Tax Rules for Flipping Houses
With mortgage rates at an all-time low, many people are exploring and undertaking the task of buying houses, renovating, making improvements, and selling them for hopefully more than their cost. This could be a profitable endeavor, however, there are tax consequences that should be factored in so you can generate expected returns.
The tax treatment varies based on how you are categorized by the IRS. You can be considered a dealer, investor, or homeowner, all summarized below.

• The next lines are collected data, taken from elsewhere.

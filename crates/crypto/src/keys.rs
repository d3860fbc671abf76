use ed25519_dalek::{Signature, Signer, SigningKey, Verifier, VerifyingKey};
use rand::rngs::OsRng;
use x25519_dalek::{PublicKey, StaticSecret};
use zeroize::Zeroizing;

use sg_domain::{Error, Result};

/// Multicodec prefix for an Ed25519 public key.
const MULTICODEC_ED25519: [u8; 2] = [0xED, 0x01];
/// Multicodec prefix for an X25519 public key.
const MULTICODEC_X25519: [u8; 2] = [0xEC, 0x01];

#[derive(Debug, Clone, Copy, PartialEq, Eq)]
pub enum KeyAlgorithm {
    Ed25519,
    X25519,
}

/// Export a raw 32-byte public key as multibase: `"z" + base58btc(prefix || raw)`.
pub fn export_public_key(algorithm: KeyAlgorithm, raw: &[u8; 32]) -> String {
    let prefix = match algorithm {
        KeyAlgorithm::Ed25519 => MULTICODEC_ED25519,
        KeyAlgorithm::X25519 => MULTICODEC_X25519,
    };
    let mut bytes = Vec::with_capacity(2 + raw.len());
    bytes.extend_from_slice(&prefix);
    bytes.extend_from_slice(raw);
    format!("z{}", bs58::encode(bytes).into_string())
}

/// Decode a multibase public key back to its algorithm and raw bytes.
pub fn decode_public_key(exported: &str) -> Result<(KeyAlgorithm, [u8; 32])> {
    let encoded = exported
        .strip_prefix('z')
        .ok_or_else(|| Error::Crypto("public key is not multibase base58btc".into()))?;
    let bytes = bs58::decode(encoded)
        .into_vec()
        .map_err(|e| Error::Crypto(format!("invalid base58 key: {e}")))?;
    if bytes.len() != 34 {
        return Err(Error::Crypto(format!(
            "public key has wrong length: {}",
            bytes.len()
        )));
    }
    let algorithm = match [bytes[0], bytes[1]] {
        MULTICODEC_ED25519 => KeyAlgorithm::Ed25519,
        MULTICODEC_X25519 => KeyAlgorithm::X25519,
        other => {
            return Err(Error::Crypto(format!(
                "unknown multicodec prefix: {other:02x?}"
            )))
        }
    };
    let raw: [u8; 32] = bytes[2..]
        .try_into()
        .map_err(|_| Error::Crypto("malformed public key".into()))?;
    Ok((algorithm, raw))
}

// ━━━━━━━━━━━━━━━━━━━━━━━━━━━━━━━━━━━━━━━━━━━━━━━━━━━━━━━━━━━━━━━━━━
// X25519 encryption keypair
// ━━━━━━━━━━━━━━━━━━━━━━━━━━━━━━━━━━━━━━━━━━━━━━━━━━━━━━━━━━━━━━━━━━

/// Static X25519 keypair used to wrap and unwrap record DEKs.
#[derive(Clone)]
pub struct EncryptionKeypair {
    secret: StaticSecret,
    public: PublicKey,
}

impl EncryptionKeypair {
    pub fn generate() -> Self {
        let secret = StaticSecret::random_from_rng(OsRng);
        let public = PublicKey::from(&secret);
        Self { secret, public }
    }

    pub fn from_secret_bytes(bytes: [u8; 32]) -> Self {
        let secret = StaticSecret::from(bytes);
        let public = PublicKey::from(&secret);
        Self { secret, public }
    }

    pub fn public_bytes(&self) -> [u8; 32] {
        *self.public.as_bytes()
    }

    /// Secret bytes for persistence into the owner's KV. Never leaves the
    /// actor boundary.
    pub fn secret_bytes(&self) -> Zeroizing<[u8; 32]> {
        Zeroizing::new(self.secret.to_bytes())
    }

    /// X25519 ECDH against a raw peer public key.
    pub fn derive_shared_secret(&self, peer_public: &[u8; 32]) -> Zeroizing<[u8; 32]> {
        let peer = PublicKey::from(*peer_public);
        Zeroizing::new(self.secret.diffie_hellman(&peer).to_bytes())
    }

    pub fn export_public(&self) -> String {
        export_public_key(KeyAlgorithm::X25519, self.public.as_bytes())
    }
}

// ━━━━━━━━━━━━━━━━━━━━━━━━━━━━━━━━━━━━━━━━━━━━━━━━━━━━━━━━━━━━━━━━━━
// Ed25519 signing keypair
// ━━━━━━━━━━━━━━━━━━━━━━━━━━━━━━━━━━━━━━━━━━━━━━━━━━━━━━━━━━━━━━━━━━

/// Ed25519 keypair used to sign relay registrations and directed messages.
#[derive(Clone)]
pub struct SigningKeypair {
    signing: SigningKey,
}

impl SigningKeypair {
    pub fn generate() -> Self {
        Self {
            signing: SigningKey::generate(&mut OsRng),
        }
    }

    pub fn from_secret_bytes(bytes: [u8; 32]) -> Self {
        Self {
            signing: SigningKey::from_bytes(&bytes),
        }
    }

    pub fn public_bytes(&self) -> [u8; 32] {
        self.signing.verifying_key().to_bytes()
    }

    pub fn secret_bytes(&self) -> Zeroizing<[u8; 32]> {
        Zeroizing::new(self.signing.to_bytes())
    }

    pub fn sign(&self, message: &[u8]) -> [u8; 64] {
        self.signing.sign(message).to_bytes()
    }

    pub fn export_public(&self) -> String {
        export_public_key(KeyAlgorithm::Ed25519, &self.public_bytes())
    }
}

/// Verify an Ed25519 signature against a raw public key.
pub fn verify_signature(public: &[u8; 32], message: &[u8], signature: &[u8; 64]) -> Result<()> {
    let key = VerifyingKey::from_bytes(public)
        .map_err(|e| Error::Crypto(format!("invalid verifying key: {e}")))?;
    let sig = Signature::from_bytes(signature);
    key.verify(message, &sig)
        .map_err(|e| Error::Crypto(format!("signature verification failed: {e}")))
}

#[cfg(test)]
mod tests {
    use super::*;

    #[test]
    fn multibase_export_has_z_prefix_and_decodes() {
        let kp = SigningKeypair::generate();
        let exported = kp.export_public();
        assert!(exported.starts_with('z'));

        let decoded = bs58::decode(&exported[1..]).into_vec().unwrap();
        assert_eq!(&decoded[..2], &[0xED, 0x01]);
        assert_eq!(&decoded[2..], kp.public_bytes());
    }

    #[test]
    fn x25519_export_uses_x25519_prefix() {
        let kp = EncryptionKeypair::generate();
        let decoded = bs58::decode(&kp.export_public()[1..]).into_vec().unwrap();
        assert_eq!(&decoded[..2], &[0xEC, 0x01]);
    }

    #[test]
    fn ecdh_is_symmetric() {
        let a = EncryptionKeypair::generate();
        let b = EncryptionKeypair::generate();
        let ab = a.derive_shared_secret(&b.public_bytes());
        let ba = b.derive_shared_secret(&a.public_bytes());
        assert_eq!(*ab, *ba);
    }

    #[test]
    fn sign_verify_round_trip() {
        let kp = SigningKeypair::generate();
        let sig = kp.sign(b"register");
        verify_signature(&kp.public_bytes(), b"register", &sig).unwrap();
        assert!(verify_signature(&kp.public_bytes(), b"tampered", &sig).is_err());
    }

    #[test]
    fn decode_public_key_round_trip() {
        let kp = EncryptionKeypair::generate();
        let (alg, raw) = decode_public_key(&kp.export_public()).unwrap();
        assert_eq!(alg, KeyAlgorithm::X25519);
        assert_eq!(raw, kp.public_bytes());
        assert!(decode_public_key("not-multibase").is_err());
    }

    #[test]
    fn keypair_survives_secret_round_trip() {
        let kp = EncryptionKeypair::generate();
        let restored = EncryptionKeypair::from_secret_bytes(*kp.secret_bytes());
        assert_eq!(kp.public_bytes(), restored.public_bytes());
    }
}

In some instances, it is clear cut what you would be treated as, and in some other cases, you would need to discuss with a tax professional.
Flipper classifications and tax implications
Dealer in Real Estate
This category is akin to running a business, but without a separate corporate return. The gains are taxed at ordinary taxpayer rates. Since it is considered a business, the taxpayer would be subject to self-employment taxes of 15.3% of the net profit. For high income taxpayers, an additional 0.9% Medicare surcharge would be assessed on the net profit. In general, a dealer would pay more in taxes than an investor would. The upside is that any losses from real estate transactions are considered ordinary and would be fully deductible in the year the loss originates.

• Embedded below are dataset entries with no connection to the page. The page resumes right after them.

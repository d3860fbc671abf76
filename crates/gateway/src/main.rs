//! swarmgate — multi-agent network gateway.

mod api;
mod bootstrap;
mod observability;
mod relay;
mod runtime;
mod state;
mod webhooks;

use std::path::PathBuf;

use clap::Parser;

#[derive(Debug, Parser)]
#[command(name = "swarmgate", about = "Multi-agent network gateway and relay")]
struct Cli {
    /// Path to a TOML server config.
    #[arg(long)]
    config: Option<PathBuf>,

    /// Listen address, e.g. 0.0.0.0:8484. Overrides the config file.
    #[arg(long)]
    listen: Option<String>,

    /// Directory for durable state. Overrides the config file.
    #[arg(long)]
    state_dir: Option<PathBuf>,

    /// Emit logs as JSON lines.
    #[arg(long)]
    log_json: bool,
}

#[tokio::main]
async fn main() -> anyhow::Result<()> {
    let cli = Cli::parse();
    bootstrap::run(bootstrap::BootOptions {
        config: cli.config,
        listen: cli.listen,
        state_dir: cli.state_dir,
        log_json: cli.log_json,
    })
    .await
}
//! Envelope encryption primitives for agent memory and sharing.
//!
//! Every record is encrypted under a fresh data-encryption key (DEK) with
//! AES-256-GCM; the DEK is wrapped for each recipient via X25519 ECDH +
//! HKDF-SHA256 + AES-256-GCM. Signing uses Ed25519. Public keys export as
//! multibase (`z` + base58btc) with multicodec prefixes.

pub mod envelope;
pub mod identity;
pub mod keys;

pub use envelope::{
    decrypt, encrypt, generate_dek, generate_nonce, unwrap_dek, wrap_dek, DEK_LEN, NONCE_LEN,
};
pub use identity::{AgentIdentity, PublicKeys, StoredIdentity};
pub use keys::{
    decode_public_key, export_public_key, verify_signature, EncryptionKeypair, KeyAlgorithm,
    SigningKeypair,
};
/* VIC-II Kawari: https://github.com/randyrossi/vicii-kawari */

/* The settings EEPROM hangs off three lines of SPI_REG; the register file
 * the chip loaded from it at boot is visible through the video memory port. */

use std::time::Duration;

use crate::spi::{
	DEFAULT_BUSY_POLLS,
	Hardware,
	OutPins,
	reliable_sleep,
};

mod eeprom;
mod image;
mod layout;
mod regs;
mod verify;

pub use self::eeprom::{
	decode_serial,
	encode_serial,
	erase_all,
	lock_serial,
	read_image,
	read_serial,
	set_serial,
	write_image,
	SERIAL_CAPACITY,
	SERIAL_OFFSET,
};
pub use self::image::GOLDEN;
pub use self::layout::*;
pub use self::regs::{
	LineState,
	Register,
	SpiStatus,
	REGISTER_BASE,
	SPI_UNLOCK,
	VMEM_FLAG_REGS_BIT,
};
pub use self::verify::{
	check,
	check_registers,
	compare_images,
	verify,
	ImageMismatch,
	LiveRegisters,
	RegisterMismatch,
	Report,
};

/// Byte wide access to the VIC-II register window.
pub trait RegisterAccess {
	fn read(&mut self, register: Register) -> u8;
	fn write(&mut self, register: Register, value: u8);

	/// Called around every SPI transaction; line timing must not be
	/// disturbed until the matching `unmask_interrupts`.
	fn mask_interrupts(&mut self) {}
	fn unmask_interrupts(&mut self) {}
}

impl<'a, R: ?Sized + RegisterAccess> RegisterAccess for &'a mut R {
	fn read(&mut self, register: Register) -> u8 {
		R::read(*self, register)
	}
	fn write(&mut self, register: Register, value: u8) {
		R::write(*self, register, value)
	}
	fn mask_interrupts(&mut self) {
		R::mask_interrupts(*self)
	}
	fn unmask_interrupts(&mut self) {
		R::unmask_interrupts(*self)
	}
}

trait RegisterAccessExt: RegisterAccess {
	fn spi_unlock(&mut self) {
		for b in SPI_UNLOCK.iter() {
			self.write(Register::SpiControl, *b);
		}
	}

	fn spi_write(&mut self, state: LineState) {
		self.write(Register::SpiControl, state.bits());
	}

	fn spi_status(&mut self) -> SpiStatus {
		SpiStatus(self.read(Register::SpiControl))
	}

	fn video_mem_flags(&mut self, flags: u8) {
		self.write(Register::VideoMemFlags, flags);
	}

	fn register_file_read(&mut self, index: u8) -> u8 {
		self.write(Register::VideoMemLo, index);
		self.read(Register::VideoMemValue)
	}
}
impl<R: RegisterAccess + ?Sized> RegisterAccessExt for R {}

/// Firmware version, one nibble each.
#[derive(Clone, Copy, PartialEq, Eq, PartialOrd, Ord, Hash, Debug)]
pub struct Version {
	pub major: u8,
	pub minor: u8,
}

impl Version {
	pub fn from_register(value: u8) -> Self {
		Version {
			major: value >> 4,
			minor: value & 0x0f,
		}
	}
}

impl std::fmt::Display for Version {
	fn fmt(&self, f: &mut std::fmt::Formatter) -> std::fmt::Result {
		write!(f, "{}.{}", self.major, self.minor)
	}
}

/// Name of the chip model a CHIP_MODEL value selects; every value above 2
/// behaves like a 6569R1.
pub fn chip_model_name(model: u8) -> &'static str {
	match model {
		0 => "6567R8",
		1 => "6569R5",
		2 => "6567R56A",
		_ => "6569R1",
	}
}

/// SPI master on top of the Kawari register window.
pub struct Kawari<R: RegisterAccess> {
	regs: R,
	busy_poll_limit: usize,
	edge_delay: Option<Duration>,
}

impl<R: RegisterAccess> Kawari<R> {
	/// Unlocks SPI_REG; lines are only driven by transactions.
	pub fn open(mut regs: R) -> crate::AResult<Self> {
		regs.spi_unlock();
		let status = regs.spi_status();
		debug!("SPI_REG after unlock: {:?}", status);
		if status.is_spi_locked() {
			warn!("SPI lock bit set, EEPROM access might be refused");
		}

		Ok(Kawari {
			regs,
			busy_poll_limit: DEFAULT_BUSY_POLLS,
			edge_delay: None,
		})
	}

	pub fn set_busy_poll_limit(&mut self, limit: usize) {
		self.busy_poll_limit = limit;
	}

	/// Extra wait after every line change; `None` relies on register write
	/// latency alone.
	pub fn set_edge_delay(&mut self, delay: Option<Duration>) {
		self.edge_delay = delay;
	}

	pub fn registers(&mut self) -> &mut R {
		&mut self.regs
	}

	pub fn into_inner(self) -> R {
		self.regs
	}

	pub fn spi_status(&mut self) -> SpiStatus {
		self.regs.spi_status()
	}

	pub fn version(&mut self) -> Version {
		self.select_register_space();
		Version::from_register(self.regs.register_file_read(VERSION))
	}

	/// NUL terminated, at most `VARIANT_LEN` characters
	pub fn variant(&mut self) -> String {
		self.select_register_space();
		let mut variant = String::new();
		for i in 0..VARIANT_LEN {
			let c = self.regs.register_file_read(VARIANT + i);
			if 0 == c {
				break;
			}
			variant.push(c as char);
		}
		variant
	}

	pub fn chip_model(&mut self) -> u8 {
		self.select_register_space();
		self.regs.register_file_read(CHIP_MODEL)
	}
}

impl<R: RegisterAccess> Hardware for Kawari<R> {
	fn set_pins(&mut self, pins: OutPins) {
		self.regs.spi_write(LineState::from(pins));
	}

	fn read_pin(&mut self) -> bool {
		self.regs.spi_status().data_in()
	}

	fn mask_interrupts(&mut self) {
		self.regs.mask_interrupts();
	}

	fn unmask_interrupts(&mut self) {
		self.regs.unmask_interrupts();
	}

	fn delay(&mut self) {
		if let Some(delay) = self.edge_delay {
			reliable_sleep(delay);
		}
	}

	fn busy_poll_limit(&self) -> usize {
		self.busy_poll_limit
	}
}

impl<R: RegisterAccess> LiveRegisters for Kawari<R> {
	fn select_register_space(&mut self) {
		self.regs.video_mem_flags(VMEM_FLAG_REGS_BIT);
	}

	fn live_register(&mut self, index: u8) -> u8 {
		self.regs.register_file_read(index)
	}
}

#[cfg(test)]
mod tests {
	use super::*;
	use crate::sim::KawariSim;
	use crate::spi::{
		DeviceId,
		DeviceOperations,
		LockStatus,
	};

	fn open_golden() -> Kawari<KawariSim> {
		let mut image = GOLDEN.clone();
		image.set(0, CHIP_MODEL, 1);
		image.set(0, EEPROM_BANK, 1);
		Kawari::open(KawariSim::with_image(&image)).unwrap()
	}

	#[test]
	fn open_unlocks_spi() {
		let dev = open_golden();
		let sim = dev.into_inner();
		assert!(sim.is_spi_unlocked());
		assert!(!sim.eeprom().is_selected());
	}

	#[test]
	fn chip_info() {
		let mut dev = open_golden();
		assert_eq!(dev.version(), Version { major: 1, minor: 2 });
		assert_eq!(format!("{}", dev.version()), "1.2");
		assert_eq!(dev.variant(), "SIM");
		assert_eq!(dev.chip_model(), 1);
		assert_eq!(chip_model_name(dev.chip_model()), "6569R5");
		assert_eq!(chip_model_name(7), "6569R1");
	}

	#[test]
	fn operations_through_register_window() {
		let mut dev = open_golden();
		assert_eq!(dev.read_device_id().unwrap(), DeviceId { manufacturer: 0x20, family: 0x00, density: 0x0a });
		assert_eq!(&dev.read_page(0).unwrap()[..5], &GOLDEN[..5]);

		dev.write_enable().unwrap();
		dev.write_byte(0x3ff, 0x5a).unwrap();
		assert_eq!(dev.read_page(0x3e0).unwrap()[31], 0x5a);
		assert_eq!(dev.read_lock_status().unwrap(), LockStatus::Unlocked);

		let sim = dev.into_inner();
		assert_eq!(sim.unmasked_line_writes(), 0);
		assert_eq!(sim.flash_select_violations(), 0);
		assert!(sim.line_writes() > 0);
	}

	#[test]
	fn every_line_write_is_masked() {
		let mut dev = open_golden();
		write_image(&mut dev, &GOLDEN).unwrap();
		set_serial(&mut dev, "X1").unwrap();
		let report = verify(&mut dev).unwrap();
		// chip model and bank bytes are erased now, the diff skips them
		assert!(report.image.is_empty());

		let sim = dev.into_inner();
		assert_eq!(sim.unmasked_line_writes(), 0);
		assert!(!sim.is_masked());
	}

	#[test]
	fn edge_delay_is_optional() {
		let mut dev = open_golden();
		dev.set_edge_delay(Some(Duration::from_nanos(1)));
		dev.set_busy_poll_limit(3);
		assert_eq!(Hardware::busy_poll_limit(&dev), 3);
		assert_eq!(&dev.read_id_page().unwrap()[..3], &[0x20u8, 0x00, 0x0a][..]);
	}
}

Gains on the home sale are subject to capital gains treatment. If the property is held for more than a year, then the long-term rates would be a maximum of 20% of the gain. If the property is sold within the year, then it would be subject to short-term rates, which would be equivalent to the ordinary tax rate of the taxpayer. For high income taxpayers, there is also an additional 3.8% surtax on the net investment gain. The benefit of being considered an investor is no self-employment tax nor Medicare surcharge is assessed. However, if for any instance you sell the property at a loss, the loss is netted against any other capital gains. If the losses are greater than capital gains in any given year, then the loss is capped at $3,000 with the remainder carried forward and utilized in the following year(s).
There are some benefits if you are considered a homeowner. If you were to live in the property while it is being fixed up and consider it a primary residence, and if you meet the following criteria, you could exclude the gain (up to $250,000 for individuals and $500,000 for married filing jointly) from your income.

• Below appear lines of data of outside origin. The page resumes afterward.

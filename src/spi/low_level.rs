use std::ops::{
	Deref,
	DerefMut,
};

use super::{
	Hardware,
	OutPins,
};

/// Interrupts stay masked while this is alive; the bit timing of a
/// transaction is only defined by back-to-back line writes.
pub struct Masked<'a, H: ?Sized + LowLevel + 'a>(&'a mut H);

impl<'a, H: ?Sized + LowLevel> Drop for Masked<'a, H> {
	fn drop(&mut self) {
		self.0.unmask_interrupts();
	}
}

impl<'a, H: ?Sized + LowLevel> Deref for Masked<'a, H> {
	type Target = H;

	fn deref(&self) -> &Self::Target {
		&self.0
	}
}

impl<'a, H: ?Sized + LowLevel> DerefMut for Masked<'a, H> {
	fn deref_mut(&mut self) -> &mut Self::Target {
		&mut self.0
	}
}

pub trait LowLevel: Hardware {
	fn drive(&mut self, pins: OutPins) {
		trace!("lines: {:?}", pins);
		self.set_pins(pins);
		self.delay();
	}

	fn masked(&mut self) -> Masked<Self> {
		self.mask_interrupts();
		Masked(self)
	}

	// release, then select the device with CLK high
	fn begin(&mut self) {
		self.drive(OutPins::IDLE);
		self.drive(OutPins::selected(true, false));
	}

	// CLK low, then release select with CLK back to idle
	fn end(&mut self) {
		self.drive(OutPins::selected(false, false));
		self.drive(OutPins::IDLE);
	}

	// set DATA while CLK is low; the device samples on the rising edge
	fn shift_out_bit(&mut self, bit: bool) {
		self.drive(OutPins::selected(false, bit));
		self.drive(OutPins::selected(true, bit));
	}

	// the device drives its output after the falling edge; sample once CLK
	// is high again
	fn shift_in_bit(&mut self) -> bool {
		self.drive(OutPins::selected(false, false));
		self.drive(OutPins::selected(true, false));
		self.read_pin()
	}

	fn shift_out_byte(&mut self, byte: u8) {
		let mut mask = 0x80u8;
		while mask != 0 {
			self.shift_out_bit(0 != byte & mask);
			mask >>= 1;
		}
	}

	fn shift_out_address(&mut self, address: u16) {
		let mut mask = 0x8000u16;
		while mask != 0 {
			self.shift_out_bit(0 != address & mask);
			mask >>= 1;
		}
	}

	fn shift_in_byte(&mut self) -> u8 {
		let mut value = 0u8;
		let mut mask = 0x80u8;
		while mask != 0 {
			if self.shift_in_bit() {
				value |= mask;
			}
			mask >>= 1;
		}
		value
	}
}

impl<H: Hardware + ?Sized> LowLevel for H {
}

#[cfg(test)]
mod tests {
	use super::*;

	#[derive(Default)]
	struct Recorder {
		pins: Vec<OutPins>,
		input: Vec<bool>,
		masked: bool,
		mask_calls: usize,
	}

	impl Hardware for Recorder {
		fn set_pins(&mut self, pins: OutPins) {
			self.pins.push(pins);
		}

		fn read_pin(&mut self) -> bool {
			self.input.remove(0)
		}

		fn mask_interrupts(&mut self) {
			self.masked = true;
			self.mask_calls += 1;
		}

		fn unmask_interrupts(&mut self) {
			self.masked = false;
		}
	}

	fn sampled_bits(pins: &[OutPins]) -> Vec<bool> {
		// value of DATA at every rising CLK edge while selected
		pins.windows(2)
			.filter(|w| w[1].chip_select && !w[0].clock && w[1].clock)
			.map(|w| w[1].data)
			.collect()
	}

	#[test]
	fn byte_is_shifted_msb_first() {
		let mut hw = Recorder::default();
		hw.shift_out_byte(0b1010_0011);
		assert_eq!(hw.pins.len(), 16);
		let bits = sampled_bits(&hw.pins);
		assert_eq!(bits, vec![true, false, true, false, false, false, true, true]);
		// DATA is already stable before the rising edge
		for pair in hw.pins.chunks(2) {
			assert!(!pair[0].clock);
			assert!(pair[1].clock);
			assert_eq!(pair[0].data, pair[1].data);
		}
	}

	#[test]
	fn address_is_sixteen_bits_msb_first() {
		let mut hw = Recorder::default();
		hw.shift_out_address(0x0401);
		let bits = sampled_bits(&hw.pins);
		assert_eq!(bits.len(), 16);
		assert!(bits[5]);
		assert!(bits[15]);
		assert_eq!(bits.iter().filter(|b| **b).count(), 2);
	}

	#[test]
	fn byte_is_assembled_msb_first() {
		let mut hw = Recorder::default();
		hw.input = vec![false, true, true, false, false, false, false, true];
		assert_eq!(hw.shift_in_byte(), 0x61);
		// every sample follows a falling and a rising edge with DATA low
		for pair in hw.pins.chunks(2) {
			assert_eq!(pair[0], OutPins::selected(false, false));
			assert_eq!(pair[1], OutPins::selected(true, false));
		}
	}

	#[test]
	fn masked_guard_unmasks_on_drop() {
		let mut hw = Recorder::default();
		{
			let mut m = hw.masked();
			m.begin();
			assert!(m.masked);
		}
		assert!(!hw.masked);
		assert_eq!(hw.mask_calls, 1);
		assert_eq!(hw.pins, vec![OutPins::IDLE, OutPins::selected(true, false)]);
	}
}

- You need to own and live in the property for two of the last five years
- Not have used the homeowner exclusion in the two years prior
Please be aware that if you incur a loss, then none of it will be deductible. In addition, some fix-up costs might be considered repairs instead of improvements, and as a residence, not deductible or contributing to the increase of the cost of your home. Finally, the two-year rules make it difficult to be continuously flipped and getting the homeowner exclusion.
Being a homeowner is easily identifiable, but the classification between investor and dealer might be harder to identify. The distinction between a dealer and an investor is based on the facts and circumstances of each case. The IRS and Tax Court have taken the following into consideration in determining if the taxpayer is a dealer or an investor:
- If the taxpayer is already a dealer in real estate, such as a salesperson or broker
- Number and frequency of sales (flips)
- Is the taxpayer more committed to another profession as opposed to real estate
- How much personal time is spent making improvements as opposed to another profession/employment
Note that there is a provision in the current tax code for like-kind exchanges (known as Section 1031 transaction), which allows the taxpayer to defer taxes if they purchase another similar property in a defined time frame. This is a complicated transaction, which only applies to investors or dealers in real estate, and would need to be structured correctly to provide Section 1031 benefits.